Johan Rojas is OUT for the rest of the year

“Season-ending surgery” is a generous term for a guy whose season never technically started. Rojas was suspended in March for testing positive for performance-enhancing drugs. His earliest return date was June 25th.

Now he’s heading to the operating table instead of the outfield. The man was banned for PEDs, spent three months rehabbing his way back, and blew out his elbow before he could play a single game. You can’t script a more pointless season than that.

I’m going to be honest. I was done with Johan Rojas the second the PED suspension dropped. An outfielder who couldn’t hit while juiced up is not someone I’m losing sleep over. The defense in center field was legitimate. Nobody is going to argue that.

Rojas could run down fly balls and make plays that most outfielders can’t but a .228 career average with a .593 OPS while apparently taking performance-enhancing drugs?

What were the drugs enhancing exactly?

It wasn’t the bat. If you’re going to get suspended for PEDs, at least have numbers that suggest the substances were doing something. Rojas was juicing and still couldn’t hit. That’s a special kind of failure.

Missed by Nobody: Johan Rojas

The Phillies moved on without him the moment the suspension was announced. Crawford took over in center. Marsh stayed in left. Garcia is in right. The outfield has its issues but Johan Rojas not being part of it hasn’t been one of them.

The Outfield Depth Problem Gets Worse

Johan Rojas was supposed to come back June 25th and provide a bench option for the remaining 82 games. He was ineligible for the postseason because of the suspension, so his value was limited to regular-season depth. Not a star. Not a starter. Just a fourth outfielder who could play defense and give guys a day off. Even that modest contribution is gone now.

Steward Berroa is currently filling the fourth outfielder role. Sosa gets time in left against lefties. Neither of them is an answer to anything beyond short-term roster management. The bench is thin. The outfield depth is nonexistent. If Marsh’s finger acts up again or Garcia goes into another extended slump or Crawford needs a breather, the Phillies are running out there with guys who belong in Triple-A.

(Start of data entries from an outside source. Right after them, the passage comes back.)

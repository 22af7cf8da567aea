use crate::domain::auth::RefreshToken;
use crate::domain::user::{AuthUser, Role};
use serde::{Deserialize, Serialize};
use time::OffsetDateTime;
use uuid::Uuid;
use validator::Validate;

#[derive(Debug, Default, Deserialize, Validate)]
#[serde(rename_all = "camelCase", default)]
pub struct Registration {
    #[validate(
        email(message = "Email must be a valid email address"),
        length(max = 254, message = "Email is too long")
    )]
    pub email: String,

    #[validate(length(min = 6, max = 128, message = "Password must be between 6 and 128 characters"))]
    pub password: String,

    #[validate(length(max = 100, message = "Name must be at most 100 characters"))]
    pub name: Option<String>,

    pub device_id: Option<String>,
}

#[derive(Debug, Default, Deserialize, Validate)]
#[serde(rename_all = "camelCase", default)]
pub struct Login {
    #[validate(length(min = 1, message = "Email is required"))]
    pub email: String,

    #[validate(length(min = 1, message = "Password is required"))]
    pub password: String,

    pub device_id: Option<String>,
}

#[derive(Debug, Default, Deserialize)]
#[serde(rename_all = "camelCase", default)]
pub struct Logout {
    pub refresh_token: Option<String>,
}

#[derive(Debug, Serialize)]
pub struct RegisteredUser {
    #[serde(rename = "_id")]
    pub id: Uuid,
    pub email: String,
}

#[derive(Debug, Serialize)]
#[serde(rename_all = "camelCase")]
pub struct Registered {
    pub user: RegisteredUser,
    pub access_token: String,
    pub refresh_token: String,
    pub expires_in: u64,
}

#[derive(Debug, Serialize)]
#[serde(rename_all = "camelCase")]
pub struct TokenPair {
    pub access_token: String,
    pub refresh_token: String,
    pub expires_in: u64,
}

#[derive(Debug, Serialize)]
pub struct Message {
    pub message: &'static str,
}

#[derive(Debug, Serialize)]
pub struct Revoked {
    pub revoked: u64,
}

#[derive(Debug, Serialize)]
#[serde(rename_all = "camelCase")]
pub struct Session {
    pub device_id: String,
    #[serde(with = "time::serde::rfc3339")]
    pub created_at: OffsetDateTime,
    #[serde(with = "time::serde::rfc3339")]
    pub expires_at: OffsetDateTime,
}

impl From<RefreshToken> for Session {
    fn from(grant: RefreshToken) -> Self {
        Self { device_id: grant.device_id.to_string(), created_at: grant.created_at, expires_at: grant.expires_at }
    }
}

#[derive(Debug, Serialize)]
pub struct Me {
    pub id: Uuid,
    pub name: Option<String>,
    pub email: String,
    pub role: Role,
    pub jti: Uuid,
}

impl From<AuthUser> for Me {
    fn from(user: AuthUser) -> Self {
        Self { id: user.id, name: user.name, email: user.email, role: user.role, jti: user.jti }
    }
}
use crate::error::AppError;
use crate::repository::{RefreshTokenRepository, UsedTokenRepository};
use std::sync::Arc;
use std::time::Duration;
use tracing::Instrument;

#[derive(Debug, Clone, Copy, Default, PartialEq, Eq)]
pub struct CleanupReport {
    pub refresh_tokens_deleted: u64,
    pub ledger_entries_purged: u64,
}

/// Deletes expired refresh grants and purges ledger entries past their copied expiry.
#[derive(Debug)]
pub struct TokenCleanupWorker {
    refresh_tokens: Arc<dyn RefreshTokenRepository>,
    used_tokens: Arc<dyn UsedTokenRepository>,
    cleanup_interval_secs: u64,
}

impl TokenCleanupWorker {
    #[must_use]
    pub fn new(
        refresh_tokens: Arc<dyn RefreshTokenRepository>,
        used_tokens: Arc<dyn UsedTokenRepository>,
        cleanup_interval_secs: u64,
    ) -> Self {
        Self { refresh_tokens, used_tokens, cleanup_interval_secs }
    }

    pub async fn run(self, mut shutdown: tokio::sync::watch::Receiver<bool>) {
        if self.cleanup_interval_secs == 0 {
            tracing::info!("Token cleanup is disabled (interval = 0)");
            return;
        }

        let mut interval = tokio::time::interval(Duration::from_secs(self.cleanup_interval_secs));

        while !*shutdown.borrow() {
            tokio::select! {
                _ = interval.tick() => {
                    if let Err(e) = self.perform_cleanup()
                        .instrument(tracing::info_span!("run_token_cleanup"))
                        .await
                    {
                        tracing::error!(error = ?e, "Token cleanup iteration failed");
                    }
                }
                res = shutdown.changed() => {
                    if res.is_err() {
                        break;
                    }
                }
            }
        }
        tracing::info!("Token cleanup loop shutting down...");
    }

    /// Runs one purge pass over both stores.
    ///
    /// # Errors
    /// Returns the first storage error; the other store is still attempted.
    #[tracing::instrument(
        skip(self),
        err,
        fields(expired_deleted = tracing::field::Empty, ledger_purged = tracing::field::Empty)
    )]
    pub async fn perform_cleanup(&self) -> Result<CleanupReport, AppError> {
        tracing::debug!("Running token cleanup...");

        let (grants, ledger) = tokio::join!(self.refresh_tokens.delete_expired(), self.used_tokens.purge_expired());

        let mut report = CleanupReport::default();
        let mut first_error = None;

        match grants {
            Ok(count) => {
                report.refresh_tokens_deleted = count;
                if count > 0 {
                    tracing::info!(count = %count, "Deleted expired refresh tokens");
                    tracing::Span::current().record("expired_deleted", count);
                }
            }
            Err(e) => first_error = Some(e),
        }

        match ledger {
            Ok(count) => {
                report.ledger_entries_purged = count;
                if count > 0 {
                    tracing::info!(count = %count, "Purged expired used-token ledger entries");
                    tracing::Span::current().record("ledger_purged", count);
                }
            }
            Err(e) => {
                if first_error.is_none() {
                    first_error = Some(e);
                } else {
                    tracing::error!(error = ?e, "Cleanup error (used token ledger)");
                }
            }
        }

        match first_error {
            Some(e) => Err(e),
            None => Ok(report),
        }
    }
}
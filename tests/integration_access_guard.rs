use reqwest::StatusCode;
use uuid::Uuid;

mod common;

#[tokio::test]
async fn test_missing_authorization_header() {
    let app = common::TestApp::spawn().await;

    let resp = app.client.get(app.url("/auth/me")).send().await.unwrap();
    assert_eq!(resp.status(), StatusCode::UNAUTHORIZED);
    assert_eq!(common::body(resp).await["error"], "Authorization header is required");
}

#[tokio::test]
async fn test_malformed_authorization_header() {
    let app = common::TestApp::spawn().await;

    for value in ["Basic dXNlcjpwYXNz", "Bearer", "token-without-scheme"] {
        let resp = app.client.get(app.url("/auth/me")).header("authorization", value).send().await.unwrap();
        assert_eq!(resp.status(), StatusCode::UNAUTHORIZED, "{value}");
        assert_eq!(common::body(resp).await["error"], "Invalid authorization header format");
    }
}

#[tokio::test]
async fn test_garbage_token_is_invalid() {
    let app = common::TestApp::spawn().await;

    let resp = app.me("not.a.jwt").await;
    assert_eq!(resp.status(), StatusCode::UNAUTHORIZED);
    assert_eq!(common::body(resp).await["error"], "Invalid token");
}

#[tokio::test]
async fn test_expired_token() {
    let app = common::TestApp::spawn().await;
    let json = common::body(app.register(&common::unique_email("expired"), "password123").await).await;
    let user_id: Uuid = json["user"]["_id"].as_str().unwrap().parse().unwrap();

    let token = app.sign(&common::expired_claims(user_id));

    let resp = app.me(&token).await;
    assert_eq!(resp.status(), StatusCode::UNAUTHORIZED);
    assert_eq!(common::body(resp).await["error"], "Token has expired");
}

#[tokio::test]
async fn test_refresh_token_is_not_an_access_token() {
    let app = common::TestApp::spawn().await;
    let json = common::body(app.register(&common::unique_email("confused"), "password123").await).await;

    let resp = app.me(json["refreshToken"].as_str().unwrap()).await;
    assert_eq!(resp.status(), StatusCode::UNAUTHORIZED);
    assert_eq!(common::body(resp).await["error"], "Invalid token");
}

#[tokio::test]
async fn test_token_for_unknown_user() {
    let app = common::TestApp::spawn().await;

    let mut claims = common::expired_claims(Uuid::new_v4());
    claims.exp = time::OffsetDateTime::now_utc().unix_timestamp() + 600;
    let token = app.sign(&claims);

    let resp = app.me(&token).await;
    assert_eq!(resp.status(), StatusCode::UNAUTHORIZED);
    assert_eq!(common::body(resp).await["error"], "User not found");
}

#[tokio::test]
async fn test_me_exposes_token_id() {
    let app = common::TestApp::spawn().await;
    let email = common::unique_email("me");
    let json = common::body(app.register(&email, "password123").await).await;

    let me = common::body(app.me(json["accessToken"].as_str().unwrap()).await).await;
    assert_eq!(me["email"], email.as_str());
    assert!(me["jti"].as_str().is_some_and(|jti| jti.parse::<Uuid>().is_ok()));
    assert!(me.get("passwordHash").is_none());
    assert!(me.get("password_hash").is_none());
}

Same Problems. Different Month.

The Phillies can’t get the outfield right. The Phillies can’t get anything right on the right side of the plate. The same problems that have defined this season since April are still here in June and now they’ve lost even the modest depth piece that Rojas would have provided.

Right-handed hitters are slashing .217 as a team. Dead last in baseball. Garcia has been better over the last week with three homers in five games but one hot stretch doesn’t erase two months of .195 hitting. The lineup against left-handed starters is 4-13 and historically awful. The bench can’t produce. The outfield depth is a guy they claimed off waivers a month ago.

The trade deadline need for a right-handed bat just got louder. Again. Rojas wasn’t going to fix the right-handed hitting problem but he was at least going to be a body in the outfield who could run and catch.

Now the Phillies don’t even have that. Whatever Dombrowski does before August, the outfield has to be part of the conversation. A right-handed outfielder who can actually hit and provide depth behind Marsh, Garcia, and Crawford would address two problems at once.

The Phillies keep finding new ways to have the same old problems. The right side of the plate. The outfield depth. The bench production. The inability to score against left-handed pitching. Different month on the calendar, same issues on the whiteboard.

Johan Rojas was never going to be the solution to any of it but losing even a marginal depth piece when you’re already running on fumes in the outfield is another reminder that this roster needs help before the deadline. Dombrowski knows it. The numbers scream it. The question is what he does about it in the next seven weeks.